• [Directions]
Copy all lines in the material holding the string "failure".

• [Extracted entries]
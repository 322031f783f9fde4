//! Patch copy into hole pixels, single layer or composite
//!
//! Inpainters only write image data. The driver updates the mask after a
//! successful copy, so every member of a composite sees the same hole set.

use crate::io::error::{InpaintError, Result, invalid_parameter};
use crate::spatial::grid::{ImageGrid, Mask};
use crate::spatial::patch::Patch;

/// Copies a source patch into the hole pixels of a target patch
pub trait InpaintPolicy {
    /// Check that the copy can be performed without writing anything
    ///
    /// # Errors
    ///
    /// Returns `SizeMismatch` when the patches differ in size,
    /// `IncompletePatch` when the source touches a hole and
    /// `InvalidParameter` when the layers do not fit the mask
    fn validate(
        &self,
        layers: &[ImageGrid],
        mask: &Mask,
        source: &Patch,
        target: &Patch,
    ) -> Result<()>;

    /// Copy without validation; returns the number of pixels written per layer
    fn copy(&self, layers: &mut [ImageGrid], mask: &Mask, source: &Patch, target: &Patch) -> usize;

    /// Validate then copy
    ///
    /// # Errors
    ///
    /// Propagates any validation failure; nothing is written in that case
    fn inpaint(
        &self,
        layers: &mut [ImageGrid],
        mask: &Mask,
        source: &Patch,
        target: &Patch,
    ) -> Result<usize> {
        self.validate(layers, mask, source, target)?;
        Ok(self.copy(layers, mask, source, target))
    }
}

/// Inpainter writing into a single image layer
#[derive(Debug, Clone, Copy, PartialEq, Eq, Default)]
pub struct PatchInpainter {
    /// Index of the layer written by this inpainter
    pub layer: usize,
}

impl PatchInpainter {
    /// Create an inpainter for one layer
    pub const fn new(layer: usize) -> Self {
        Self { layer }
    }
}

impl InpaintPolicy for PatchInpainter {
    fn validate(
        &self,
        layers: &[ImageGrid],
        mask: &Mask,
        source: &Patch,
        target: &Patch,
    ) -> Result<()> {
        if source.side() != target.side() {
            return Err(InpaintError::SizeMismatch {
                source: source.side(),
                target: target.side(),
            });
        }

        let image = layers.get(self.layer).ok_or_else(|| {
            invalid_parameter("layer", &self.layer, &format!("only {} layers", layers.len()))
        })?;
        if !mask.matches(image) {
            return Err(invalid_parameter(
                "layer",
                &self.layer,
                &format!(
                    "image is {}x{} but mask is {}x{}",
                    image.rows(),
                    image.cols(),
                    mask.rows(),
                    mask.cols()
                ),
            ));
        }

        let bounds = mask.bounds();
        if !source.region().is_inside(&bounds) || !target.region().is_inside(&bounds) {
            let outside = if source.region().is_inside(&bounds) {
                target
            } else {
                source
            };
            return Err(InpaintError::OutOfBounds {
                center: outside.center(),
                half_width: outside.half_width(),
                bounds: (bounds.rows, bounds.cols),
            });
        }

        if let Some(hole) = mask.first_hole_in(source.region()) {
            return Err(InpaintError::IncompletePatch {
                center: source.center(),
                half_width: source.half_width(),
                hole,
            });
        }
        Ok(())
    }

    fn copy(&self, layers: &mut [ImageGrid], mask: &Mask, source: &Patch, target: &Patch) -> usize {
        let Some(image) = layers.get_mut(self.layer) else {
            return 0;
        };
        let mut written = 0;
        for vertex in target.vertices().filter(|&v| mask.is_hole(v)) {
            image.copy_pixel(target.translate_to(vertex, source), vertex);
            written += 1;
        }
        written
    }
}

/// Applies the same source/target pair to several co-registered layers
///
/// Every member is validated before any member copies, so a failure leaves
/// all layers untouched.
#[derive(Default)]
pub struct CompositeInpainter {
    members: Vec<Box<dyn InpaintPolicy>>,
}

impl CompositeInpainter {
    /// Create an empty composite
    pub fn new() -> Self {
        Self::default()
    }

    /// One `PatchInpainter` per layer in `0..layers`
    pub fn for_layers(layers: usize) -> Self {
        let mut composite = Self::new();
        for layer in 0..layers {
            composite.push(PatchInpainter::new(layer));
        }
        composite
    }

    /// Append a member; members copy in insertion order
    pub fn push<P: InpaintPolicy + 'static>(&mut self, member: P) {
        self.members.push(Box::new(member));
    }

    /// Number of members
    pub fn len(&self) -> usize {
        self.members.len()
    }

    /// Check whether the composite has no members
    pub fn is_empty(&self) -> bool {
        self.members.is_empty()
    }
}

impl std::fmt::Debug for CompositeInpainter {
    fn fmt(&self, f: &mut std::fmt::Formatter<'_>) -> std::fmt::Result {
        f.debug_struct("CompositeInpainter")
            .field("members", &self.members.len())
            .finish()
    }
}

impl InpaintPolicy for CompositeInpainter {
    fn validate(
        &self,
        layers: &[ImageGrid],
        mask: &Mask,
        source: &Patch,
        target: &Patch,
    ) -> Result<()> {
        if self.members.is_empty() {
            return Err(invalid_parameter(
                "inpainters",
                &0,
                &"a composite needs at least one member",
            ));
        }
        self.members
            .iter()
            .try_for_each(|member| member.validate(layers, mask, source, target))
    }

    fn copy(&self, layers: &mut [ImageGrid], mask: &Mask, source: &Patch, target: &Patch) -> usize {
        self.members
            .iter()
            .map(|member| member.copy(layers, mask, source, target))
            .max()
            .unwrap_or(0)
    }
}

• [Problem solution]
    /// Propagates any validation failure; nothing is written in that case
/// Every member is validated before any member copies, so a failure leaves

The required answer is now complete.